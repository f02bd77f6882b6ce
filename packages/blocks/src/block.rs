use crate::error::{DecorateError, DecorateResult};
use storefront_dom::{parse_element, render_element, Element, RenderOptions};

/// Attribute persisting the decoration state in rendered markup
pub const BLOCK_STATUS_ATTR: &str = "data-block-status";

const DECORATED: &str = "decorated";

/// Whether a block has already been turned into its final markup
#[derive(Debug, Clone, Copy, PartialEq, Eq)]
pub enum DecorationState {
    Pending,
    Decorated,
}

/// An authored block and its decoration state
#[derive(Debug, Clone, PartialEq)]
pub struct Block {
    name: String,
    root: Element,
    state: DecorationState,
}

impl Block {
    /// Wrap an element as the named block. The state is read back from
    /// [`BLOCK_STATUS_ATTR`] so markup decorated earlier is recognized.
    pub fn new(name: impl Into<String>, root: Element) -> Self {
        let state = match root.attr(BLOCK_STATUS_ATTR) {
            Some(DECORATED) => DecorationState::Decorated,
            _ => DecorationState::Pending,
        };
        Self {
            name: name.into(),
            root,
            state,
        }
    }

    /// Wrap an element, naming the block after its first class
    pub fn from_element(root: Element) -> DecorateResult<Self> {
        let name = root
            .classes()
            .next()
            .map(str::to_string)
            .ok_or(DecorateError::Unnamed)?;
        Ok(Self::new(name, root))
    }

    /// Parse block markup
    pub fn parse(html: &str) -> DecorateResult<Self> {
        Self::from_element(parse_element(html)?)
    }

    pub fn name(&self) -> &str {
        &self.name
    }

    pub fn state(&self) -> DecorationState {
        self.state
    }

    pub fn is_decorated(&self) -> bool {
        self.state == DecorationState::Decorated
    }

    pub fn root(&self) -> &Element {
        &self.root
    }

    pub fn root_mut(&mut self) -> &mut Element {
        &mut self.root
    }

    pub fn into_element(self) -> Element {
        self.root
    }

    /// Record a successful build: sets the flag and the status attribute
    pub fn mark_decorated(&mut self) {
        self.state = DecorationState::Decorated;
        self.root.set_attr(BLOCK_STATUS_ATTR, DECORATED);
    }

    pub fn to_html(&self) -> String {
        render_element(&self.root, &RenderOptions::default())
    }
}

» Work to be completed: Lines holding "Clone" in the material above are to be reported.

» Finished exercise:
#[derive(Debug, Clone, Copy, PartialEq, Eq)]
#[derive(Debug, Clone, PartialEq)]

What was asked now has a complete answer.